:: Extracted records ::

++++++++++++++++++++

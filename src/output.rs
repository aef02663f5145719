//! Outbound session: binds to one destination and sprays short messages and
//! sysex at it.

use std::sync::Arc;

use crate::{
    codec::{ChannelMessage, SysExMessage},
    error::ConnectError,
    transport::{EndpointId, EndpointMap, Transport, TransportError},
};

const ALL_SOUND_OFF: u8 = 120;
const ALL_NOTES_OFF: u8 = 123;

struct Binding<T: Transport> {
    endpoint: EndpointId,
    destination: T::Destination,
    producer: T::Producer,
}

pub struct OutputSession<T: Transport> {
    transport: Arc<T>,
    client_name: String,
    binding: Option<Binding<T>>,
}

impl<T: Transport> OutputSession<T> {
    pub fn new(transport: Arc<T>, client_name: impl Into<String>) -> Self {
        Self {
            transport,
            client_name: client_name.into(),
            binding: None,
        }
    }

    /// Output endpoints currently known to the transport.
    pub fn devices(&self) -> Result<EndpointMap, TransportError> {
        self.transport.list_outputs()
    }

    pub fn is_connected(&self) -> bool {
        self.binding.is_some()
    }

    /// The endpoint we are bound to, if any.
    pub fn endpoint(&self) -> Option<&EndpointId> {
        self.binding.as_ref().map(|b| &b.endpoint)
    }

    /// Bind to `id`, dropping any previous binding first. On failure the
    /// session is left disconnected and every handle made so far is released.
    pub fn connect(&mut self, id: &EndpointId) -> Result<(), ConnectError> {
        self.disconnect();

        let destination = self
            .transport
            .find_destination(id)
            .ok_or_else(|| ConnectError::EndpointNotFound(id.clone()))?;
        let mut producer = self
            .transport
            .create_producer(&self.client_name)
            .map_err(ConnectError::HandleCreationFailed)?;
        self.transport
            .connect_output(&mut producer, &destination)
            .map_err(ConnectError::TransportConnectFailed)?;

        log::info!("🎹 Output connected to {id}");
        self.binding = Some(Binding {
            endpoint: id.clone(),
            destination,
            producer,
        });
        Ok(())
    }

    pub fn disconnect(&mut self) {
        let Some(mut binding) = self.binding.take() else {
            return;
        };
        self.transport
            .disconnect_output(&mut binding.producer, &binding.destination);
        let Binding {
            endpoint,
            destination,
            producer,
        } = binding;
        drop(destination);
        drop(producer);
        log::info!("🎹 Output disconnected from {endpoint}");
    }

    /// Send a packed short message. Dropped silently while disconnected.
    pub fn send_channel_message(&mut self, msg: ChannelMessage) {
        let (bytes, len) = msg.encode();
        self.spray(&bytes[..len], true);
    }

    /// Send a system-exclusive message verbatim. Dropped silently while
    /// disconnected.
    pub fn send_sysex(&mut self, msg: &SysExMessage) {
        self.spray(msg.as_bytes(), false);
    }

    pub fn note_on(&mut self, channel: u8, note: u8, velocity: u8) {
        self.send_channel_message(ChannelMessage::note_on(channel, note, velocity));
    }

    pub fn note_off(&mut self, channel: u8, note: u8) {
        self.send_channel_message(ChannelMessage::note_off(channel, note, 0));
    }

    pub fn control_change(&mut self, channel: u8, controller: u8, value: u8) {
        self.send_channel_message(ChannelMessage::control_change(channel, controller, value));
    }

    /// Select the instrument (program) for `channel`.
    pub fn program_change(&mut self, channel: u8, program: u8) {
        self.send_channel_message(ChannelMessage::program_change(channel, program));
    }

    pub fn pitch_wheel(&mut self, channel: u8, value: u16) {
        self.send_channel_message(ChannelMessage::pitch_bend(channel, value));
    }

    /// All Sound Off + All Notes Off on one channel.
    pub fn stop_all_on(&mut self, channel: u8) {
        self.control_change(channel, ALL_SOUND_OFF, 0);
        self.control_change(channel, ALL_NOTES_OFF, 0);
    }

    /// All Sound Off + All Notes Off on all 16 channels.
    pub fn stop_all(&mut self) {
        for channel in 0..16 {
            self.stop_all_on(channel);
        }
    }

    fn spray(&mut self, bytes: &[u8], short: bool) {
        let Some(binding) = self.binding.as_mut() else {
            return;
        };
        if let Err(e) = self.transport.send(&mut binding.producer, bytes, short) {
            log::warn!("MIDI send to {} failed: {e}", binding.endpoint);
        }
    }
}

impl<T: Transport> Drop for OutputSession<T> {
    fn drop(&mut self) {
        self.disconnect();
    }
}

#[cfg(test)]
mod tests {
    use super::*;
    use crate::backend::memory::{MemoryTransport, Packet, TransportCall};

    fn session() -> (Arc<MemoryTransport>, OutputSession<MemoryTransport>, EndpointId) {
        let bus = Arc::new(MemoryTransport::new());
        let out = bus.add_destination("Synth");
        let session = OutputSession::new(bus.clone(), "test");
        (bus, session, out)
    }

    #[test]
    fn connect_binds_endpoint() {
        let (bus, mut session, out) = session();
        session.connect(&out).unwrap();

        assert!(session.is_connected());
        assert_eq!(session.endpoint(), Some(&out));
        assert_eq!(bus.references(&out), 1);
    }

    #[test]
    fn unknown_endpoint_leaves_session_disconnected() {
        let (bus, mut session, _) = session();
        let err = session.connect(&EndpointId::from(999)).unwrap_err();

        assert!(matches!(err, ConnectError::EndpointNotFound(_)));
        assert!(!session.is_connected());
        assert!(bus.calls().is_empty());
    }

    #[test]
    fn refused_handle_releases_endpoint() {
        let (bus, mut session, out) = session();
        bus.set_refuse_handles(true);

        let err = session.connect(&out).unwrap_err();
        assert!(matches!(err, ConnectError::HandleCreationFailed(_)));
        assert!(!session.is_connected());
        assert_eq!(bus.references(&out), 0);
    }

    #[test]
    fn refused_connection_releases_everything() {
        let (bus, mut session, out) = session();
        bus.set_refuse_connections(true);

        let err = session.connect(&out).unwrap_err();
        assert!(matches!(err, ConnectError::TransportConnectFailed(_)));
        assert!(!session.is_connected());
        assert_eq!(bus.references(&out), 0);
        assert!(bus.calls().contains(&TransportCall::Unregister(1)));
    }

    #[test]
    fn single_data_byte_messages_go_out_truncated() {
        let (bus, mut session, out) = session();
        session.connect(&out).unwrap();

        session.send_channel_message(ChannelMessage::from_packed(0x007F_05C3));
        session.send_channel_message(ChannelMessage::from_packed(0x0011_40D0));
        session.send_channel_message(ChannelMessage::from_packed(0x0064_3C92));

        let sent: Vec<Vec<u8>> = bus.received(&out).into_iter().map(|p| p.bytes).collect();
        assert_eq!(
            sent,
            vec![vec![0xC3, 0x05], vec![0xD0, 0x40], vec![0x92, 0x3C, 0x64]]
        );
    }

    #[test]
    fn sysex_is_sent_verbatim_and_flagged() {
        let (bus, mut session, out) = session();
        session.connect(&out).unwrap();

        session.send_sysex(&SysExMessage::from_raw(vec![0xF0, 0x43, 0x10, 0xF7]));
        assert_eq!(
            bus.received(&out),
            vec![Packet {
                bytes: vec![0xF0, 0x43, 0x10, 0xF7],
                short: false
            }]
        );
    }

    #[test]
    fn sends_while_disconnected_are_dropped() {
        let (bus, mut session, out) = session();

        session.note_on(0, 60, 100);
        session.send_sysex(&SysExMessage::from_payload(&[1, 2, 3]));
        session.stop_all();

        assert!(bus.received(&out).is_empty());
        assert!(bus.calls().is_empty());
    }

    #[test]
    fn disconnect_twice_is_harmless() {
        let (bus, mut session, out) = session();
        session.connect(&out).unwrap();
        session.disconnect();
        let after_first = bus.calls();
        session.disconnect();

        assert!(!session.is_connected());
        assert_eq!(bus.calls(), after_first);
        assert_eq!(bus.references(&out), 0);
    }

    #[test]
    fn disconnect_tears_down_in_order() {
        let (bus, mut session, out) = session();
        session.connect(&out).unwrap();
        bus.clear_calls();
        session.disconnect();

        assert_eq!(
            bus.calls(),
            vec![
                TransportCall::Disconnect {
                    local: 1,
                    endpoint: out.clone()
                },
                TransportCall::Release(out),
                TransportCall::Unregister(1),
            ]
        );
    }

    #[test]
    fn stop_all_covers_every_channel() {
        let (bus, mut session, out) = session();
        session.connect(&out).unwrap();
        session.stop_all();

        let sent = bus.received(&out);
        assert_eq!(sent.len(), 32);
        assert_eq!(sent[0].bytes, vec![0xB0, 120, 0]);
        assert_eq!(sent[31].bytes, vec![0xBF, 123, 0]);
    }

    #[test]
    fn dropping_session_releases_handles() {
        let (bus, mut session, out) = session();
        session.connect(&out).unwrap();
        drop(session);

        assert_eq!(bus.references(&out), 0);
    }
}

++++++++++++++++++++

:: Task description ::
Reproduce exactly, and only, the lines from the start of the entries through the one that contains "impl<T: Transport> OutputSession<T>".

:: Output below ::
filename src/output.rs
repository aef02663f5145719
//! Outbound session: binds to one destination and sprays short messages and
//! sysex at it.

use std::sync::Arc;

use crate::{
    codec::{ChannelMessage, SysExMessage},
    error::ConnectError,
    transport::{EndpointId, EndpointMap, Transport, TransportError},
};

const ALL_SOUND_OFF: u8 = 120;
const ALL_NOTES_OFF: u8 = 123;

struct Binding<T: Transport> {
    endpoint: EndpointId,
    destination: T::Destination,
    producer: T::Producer,
}

pub struct OutputSession<T: Transport> {
    transport: Arc<T>,
    client_name: String,
    binding: Option<Binding<T>>,
}

impl<T: Transport> OutputSession<T> {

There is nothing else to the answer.